Once every line below has been checked for "funded", give only the number of lines that have it.

Saved data entries:
================================

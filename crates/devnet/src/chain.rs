//! In-process chain.
//!
//! Automines one block per transaction. A transaction that reverts or is
//! rejected is not mined: all state, including the sender's nonce, is restored
//! from the snapshot taken before execution.

use std::collections::{HashMap, HashSet};
use std::sync::{Mutex, MutexGuard};

use alloy::primitives::{address, keccak256, Address, Bytes, Log, B256, U256};
use alloy::sol_types::SolValue;
use async_trait::async_trait;
use tokenops::{
    ChainError, DeployRequest, Ledger, LogEntry, LogQuery, Result, TxReceipt, TxRequest,
};

use crate::contracts;
use crate::model::{CallContext, ContractModel, ModelFactory};

pub const CHAIN_ID: u64 = 31337;

/// Native balance of every dev account at genesis: 10 000 ETH.
pub const DEV_ACCOUNT_BALANCE: u128 = 10_000 * 1_000_000_000_000_000_000;

/// The standard Hardhat/Anvil development accounts.
pub const DEV_ACCOUNTS: [Address; 10] = [
    address!("f39Fd6e51aad88F6F4ce6aB8827279cffFb92266"),
    address!("70997970C51812dc3A010C7d01b50e0d17dc79C8"),
    address!("3C44CdDdB6a900fa2b585dd299e03d12FA4293BC"),
    address!("90F79bf6EB2c4f870365E785982E1f101E93b906"),
    address!("15d34AAf54267DB7D7c367839AAf71A00a2C6A65"),
    address!("9965507D1a55bcC2695C58ba16FB37d819B0A4dc"),
    address!("976EA74026E726554dB657fA54763abd0C3a0aa9"),
    address!("14dC79964da2C08b23698B3D3cc7Ca32193d9955"),
    address!("23618e81E3f5cdF7f54C3d65f7FBc0aBf5B21E8f"),
    address!("a0Ee7A142d267C1f36714E4a8F75612F20a79720"),
];

#[derive(Debug, Clone, Default)]
struct Account {
    balance: U256,
    nonce: u64,
}

#[derive(Clone, Default)]
struct ChainState {
    block_number: u64,
    accounts: HashMap<Address, Account>,
    contracts: HashMap<Address, Box<dyn ContractModel>>,
    logs: Vec<LogEntry>,
}

impl ChainState {
    fn code_addresses(&self) -> HashSet<Address> {
        self.contracts.keys().copied().collect()
    }

    fn transfer_value(&mut self, from: Address, to: Address, value: U256) -> Result<()> {
        if value.is_zero() {
            return Ok(());
        }
        let sender = self.accounts.entry(from).or_default();
        if sender.balance < value {
            return Err(ChainError::rejected(format!(
                "insufficient funds for value transfer: balance {}, value {}",
                sender.balance, value
            )));
        }
        sender.balance -= value;
        self.accounts.entry(to).or_default().balance += value;
        Ok(())
    }

    /// Runs `input` on the contract at `to`, if any. Plain accounts accept
    /// any call and return nothing.
    fn execute(
        &mut self,
        from: Address,
        to: Address,
        value: U256,
        input: &[u8],
    ) -> Result<(Bytes, Vec<Log>)> {
        let Some(mut model) = self.contracts.remove(&to) else {
            return Ok((Bytes::new(), Vec::new()));
        };

        let mut code = self.code_addresses();
        code.insert(to);
        let mut ctx = CallContext::new(to, from, value, self.block_number + 1, code);
        let result = model.execute(&mut ctx, input);
        self.contracts.insert(to, model);

        let output = result.map_err(ChainError::from)?;
        Ok((output, ctx.into_logs()))
    }

    /// Mines the pending transaction into the next block.
    fn mine(&mut self, from: Address, hash: B256, logs: &[Log]) -> u64 {
        self.block_number += 1;
        self.accounts.entry(from).or_default().nonce += 1;
        for log in logs {
            self.logs.push(LogEntry {
                log: log.clone(),
                block_number: Some(self.block_number),
                transaction_hash: Some(hash),
            });
        }
        self.block_number
    }
}

/// In-process [`Ledger`] hosting native contract models.
pub struct Devnet {
    name: String,
    chain_id: u64,
    signers: Vec<Address>,
    factories: HashMap<String, ModelFactory>,
    state: Mutex<ChainState>,
}

impl Default for Devnet {
    fn default() -> Self {
        Self::new()
    }
}

impl Devnet {
    /// A fresh chain with the token contract models registered and the dev
    /// accounts funded.
    pub fn new() -> Self {
        contracts::builtin()
            .into_iter()
            .fold(Self::empty(), |devnet, (name, factory)| {
                devnet.with_model(name, factory)
            })
    }

    /// A fresh chain with funded dev accounts and no contract models.
    pub fn empty() -> Self {
        let accounts = DEV_ACCOUNTS
            .iter()
            .map(|&address| {
                let account = Account {
                    balance: U256::from(DEV_ACCOUNT_BALANCE),
                    nonce: 0,
                };
                (address, account)
            })
            .collect();

        Self {
            name: "devnet".to_string(),
            chain_id: CHAIN_ID,
            signers: DEV_ACCOUNTS.to_vec(),
            factories: HashMap::new(),
            state: Mutex::new(ChainState {
                accounts,
                ..ChainState::default()
            }),
        }
    }

    /// Registers the constructor of `contract`.
    pub fn with_model(mut self, contract: impl Into<String>, factory: ModelFactory) -> Self {
        self.factories.insert(contract.into(), factory);
        self
    }

    /// Overrides the native balance of `account`.
    pub fn set_balance(&self, account: Address, balance: U256) -> Result<()> {
        self.state()?.accounts.entry(account).or_default().balance = balance;
        Ok(())
    }

    fn state(&self) -> Result<MutexGuard<'_, ChainState>> {
        self.state
            .lock()
            .map_err(|_| ChainError::Transport("devnet state lock poisoned".to_string()))
    }

    fn ensure_signer(&self, from: Address) -> Result<()> {
        if self.signers.contains(&from) {
            Ok(())
        } else {
            Err(ChainError::rejected(format!("unknown account {from}")))
        }
    }

    fn apply_deploy(&self, request: &DeployRequest) -> Result<TxReceipt> {
        self.ensure_signer(request.from)?;
        let factory = *self.factories.get(&request.contract).ok_or_else(|| {
            ChainError::rejected(format!(
                "no contract model registered for '{}'",
                request.contract
            ))
        })?;

        let mut state = self.state()?;
        let nonce = state
            .accounts
            .get(&request.from)
            .map_or(0, |account| account.nonce);
        let address = request.from.create(nonce);
        let hash = transaction_hash(request.from, nonce, Address::ZERO, &request.constructor_args);

        let mut code = state.code_addresses();
        code.insert(address);
        let mut ctx = CallContext::new(address, request.from, U256::ZERO, state.block_number + 1, code);

        let model = match factory(&mut ctx, &request.constructor_args) {
            Ok(model) => model,
            Err(revert) => {
                tracing::debug!(
                    target: "tokenops_devnet::chain",
                    contract = %request.contract,
                    reason = ?revert.reason,
                    "Constructor reverted"
                );
                return Err(revert.into());
            }
        };

        state.contracts.insert(address, model);
        let logs = ctx.into_logs();
        let block = state.mine(request.from, hash, &logs);

        tracing::debug!(
            target: "tokenops_devnet::chain",
            contract = %request.contract,
            address = %address,
            block,
            "Contract created"
        );

        Ok(TxReceipt {
            transaction_hash: hash,
            block_number: Some(block),
            status: true,
            gas_used: intrinsic_gas(&request.constructor_args) + 32_000,
            contract_address: Some(address),
            logs,
        })
    }

    fn apply_send(&self, request: &TxRequest) -> Result<TxReceipt> {
        self.ensure_signer(request.from)?;

        let mut state = self.state()?;
        let snapshot = state.clone();
        let nonce = state
            .accounts
            .get(&request.from)
            .map_or(0, |account| account.nonce);
        let hash = transaction_hash(request.from, nonce, request.to, &request.input);

        let outcome = state
            .transfer_value(request.from, request.to, request.value)
            .and_then(|()| {
                state.execute(request.from, request.to, request.value, &request.input)
            });

        let logs = match outcome {
            Ok((_, logs)) => logs,
            Err(err) => {
                *state = snapshot;
                tracing::debug!(
                    target: "tokenops_devnet::chain",
                    from = %request.from,
                    to = %request.to,
                    error = %err,
                    "Transaction not mined"
                );
                return Err(err);
            }
        };

        let block = state.mine(request.from, hash, &logs);
        Ok(TxReceipt {
            transaction_hash: hash,
            block_number: Some(block),
            status: true,
            gas_used: intrinsic_gas(&request.input),
            contract_address: None,
            logs,
        })
    }

    fn apply_call(&self, request: &TxRequest) -> Result<Bytes> {
        // Runs against a copy; nothing a call does is kept.
        let mut state = self.state()?.clone();
        state.transfer_value(request.from, request.to, request.value)?;
        let (output, _) = state.execute(request.from, request.to, request.value, &request.input)?;
        Ok(output)
    }
}

#[async_trait]
impl Ledger for Devnet {
    fn name(&self) -> &str {
        &self.name
    }

    fn signers(&self) -> Vec<Address> {
        self.signers.clone()
    }

    async fn chain_id(&self) -> Result<u64> {
        Ok(self.chain_id)
    }

    async fn block_number(&self) -> Result<u64> {
        Ok(self.state()?.block_number)
    }

    async fn native_balance(&self, account: Address) -> Result<U256> {
        Ok(self
            .state()?
            .accounts
            .get(&account)
            .map_or(U256::ZERO, |a| a.balance))
    }

    async fn deploy(&self, request: DeployRequest) -> Result<TxReceipt> {
        self.apply_deploy(&request)
    }

    async fn send(&self, request: TxRequest) -> Result<TxReceipt> {
        self.apply_send(&request)
    }

    async fn call(&self, request: TxRequest) -> Result<Bytes> {
        self.apply_call(&request)
    }

    async fn storage_at(&self, contract: Address, slot: U256) -> Result<U256> {
        Ok(self
            .state()?
            .contracts
            .get(&contract)
            .map_or(U256::ZERO, |model| model.storage_at(slot)))
    }

    async fn logs(&self, query: &LogQuery) -> Result<Vec<LogEntry>> {
        Ok(self
            .state()?
            .logs
            .iter()
            .filter(|entry| query.matches(&entry.log, entry.block_number.unwrap_or(0)))
            .cloned()
            .collect())
    }
}

/// 21000 plus 16 gas per non-zero and 4 per zero calldata byte.
fn intrinsic_gas(input: &[u8]) -> u64 {
    input.iter().fold(21_000, |gas, byte| {
        gas + if *byte == 0 { 4 } else { 16 }
    })
}

fn transaction_hash(from: Address, nonce: u64, to: Address, input: &[u8]) -> B256 {
    keccak256((from, nonce, to, Bytes::copy_from_slice(input)).abi_encode())
}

================================

# Task solution:
2